The first settlers were successful farmers and businessmen who had the money to settle in a new area. Most of the land was used for agriculture. Settlers arrived on steamers traveling the Great Lakes, while those that came from the west traveled by wagon. The first church built in the town was the Baptist church, built in 1839. The church opposed slavery and believed strongly in temperance. As the town developed, Samuel Phoenix and his brother Henry were responsible for building the first general store and the first grist mill in 1839. Both Phoenix brothers were buried in the Old Settler’s Cemetery after they died: Samuel in 1840 and Henry in 1842.

Delavan saw a large increase in their deaf population when the Wisconsin School for the Deaf was founded on April 19, 1852. The first residence built on Delavan Lake was by Dr. Fredrick L. VonSuessmilch in 1875.  Over the next 20 years, more houses, hotels and resorts popped up on the lakeshore. From the early 1900s onward, Delavan became a place recognized for art, as the first major manufacturer in town was the Bradley Knitting Company, opening their doors in 1904. Running for 30 years, Bradley was responsible for much of the growth in this time as employees came to the area and built homes for their families.
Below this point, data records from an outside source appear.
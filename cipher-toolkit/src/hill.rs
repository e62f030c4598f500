//! Hill cipher: block-wise linear transform over Z/26
//!
//! The key is 4 (2x2) or 9 (3x3) integers separated by commas or whitespace.
//! Letters map to 0-25, everything else is dropped, and the final block is
//! padded with `X`.

use crate::error::{CipherError, Result};
use crate::modular::Matrix;
use crate::text;

/// Padding value for an incomplete final block (`X`).
const FILLER: i64 = 23;

/// Parses the key into a 2x2 or 3x3 matrix. Entries may be any `i64` and are reduced mod 26.
pub fn parse_key(key: &str) -> Result<Matrix> {
    let numbers = text::parse_integers(key)?;
    let order = match numbers.len() {
        4 => 2,
        9 => 3,
        n => {
            return Err(CipherError::InvalidKeyLength(format!(
                "key must be for a 2x2 (4 numbers) or 3x3 (9 numbers) matrix, got {n} numbers"
            )));
        }
    };
    Matrix::from_rows(order, numbers)
}

fn apply_blocks(matrix: &Matrix, content: &str) -> String {
    let size = matrix.order();
    let mut numbers = text::to_numbers(content);
    while numbers.len() % size != 0 {
        numbers.push(FILLER);
    }
    tracing::trace!(blocks = numbers.len() / size, size, "hill transform");

    let result: Vec<i64> = numbers
        .chunks(size)
        .flat_map(|block| matrix.apply_mod26(block))
        .collect();
    text::from_numbers(&result)
}

/// Encrypts with `C = K · P mod 26` per block.
///
/// # Arguments
///
/// * `content` - The plaintext; non-letters are dropped
/// * `key` - 4 or 9 integers, row-major
///
/// # Returns
///
/// Uppercase ciphertext, a whole number of blocks long
pub fn encrypt(content: &str, key: &str) -> Result<String> {
    let matrix = parse_key(key)?;
    Ok(apply_blocks(&matrix, content))
}

/// Decrypts with `P = K⁻¹ · C mod 26` per block.
///
/// # Arguments
///
/// * `content` - The ciphertext; padded with `X` like plaintext if ragged
/// * `key` - The encryption key; it is inverted here
///
/// # Returns
///
/// The uppercase plaintext including any padding, or `NonInvertibleKey`
/// when `det(K)` shares a factor with 26
pub fn decrypt(content: &str, key: &str) -> Result<String> {
    let inverse = parse_key(key)?.inverse_mod26()?;
    Ok(apply_blocks(&inverse, content))
}

#[cfg(test)]
mod tests {
    use super::*;

    #[test]
    fn test_known_vector_3x3() {
        let key = "6 24 1 13 16 10 20 17 15";
        assert_eq!(encrypt("ACT", key).unwrap(), "POH");
        assert_eq!(decrypt("POH", key).unwrap(), "ACT");
    }

    #[test]
    fn test_round_trip_2x2_pads_with_x() {
        let key = "3,3,2,5";
        assert_eq!(encrypt("HELP", key).unwrap(), "HIAT");
        let ciphertext = encrypt("Hello", key).unwrap();
        assert_eq!(ciphertext.len(), 6);
        assert_eq!(decrypt(&ciphertext, key).unwrap(), "HELLOX");
    }

    #[test]
    fn test_even_determinant_is_rejected() {
        // det = 54, shares the factor 2 with 26
        assert!(matches!(
            decrypt("ABCD", "6,24,1,13"),
            Err(CipherError::NonInvertibleKey(_))
        ));
    }

    #[test]
    fn test_non_invertible_key_fails_decrypt() {
        let key = "2,4,6,8";
        assert!(encrypt("HELLO", key).is_ok());
        assert!(matches!(
            decrypt("ABCD", key),
            Err(CipherError::NonInvertibleKey(_))
        ));
    }

    #[test]
    fn test_extreme_key_entries_match_reduced_key() {
        assert_eq!(
            encrypt("HELLO", "9223372036854775807,1,1,1").unwrap(),
            encrypt("HELLO", "7,1,1,1").unwrap()
        );

        // congruent to 3,3,2,5
        let key = "9223372036854775803 -23 -24 -7799999999999999995";
        assert_eq!(encrypt("HELP", key).unwrap(), "HIAT");
        assert_eq!(decrypt("HIAT", key).unwrap(), "HELP");

        let big = "4000000001 4000000000 4000000001 4000000000 4000000001 4000000000 4000000001 4000000000 4000000001";
        let small = "23 22 23 22 23 22 23 22 23";
        assert_eq!(encrypt("HELLOX", big).unwrap(), encrypt("HELLOX", small).unwrap());
        assert_eq!(decrypt("HELLOX", big), decrypt("HELLOX", small));
    }

    #[test]
    fn test_key_shape_errors() {
        assert!(matches!(
            encrypt("abc", "1,2,3"),
            Err(CipherError::InvalidKeyLength(_))
        ));
        assert!(matches!(
            encrypt("abc", "1,2,3,x"),
            Err(CipherError::InvalidKeyFormat(_))
        ));
    }
}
During WWI and WWII and the following Great Depression, the town of Delavan saw less devastation than other areas. The resorts that had built up around the lake helped to keep the economy going. By the 1940s and 1950s, the town continued to prosper. The Delavan-Darien High School was built, a new water town was erected and Borg and Ajay Industries built plants in the town. Swiss Tech and Andes Candies joined the area in the 1980s. Today, Delavan is one of the major manufacturing and industrial centers in Walworth County and is home to over 230 businesses. It has a population of over 8,000 people and has many events, activities and sights to offer – not to mention a great deal of character.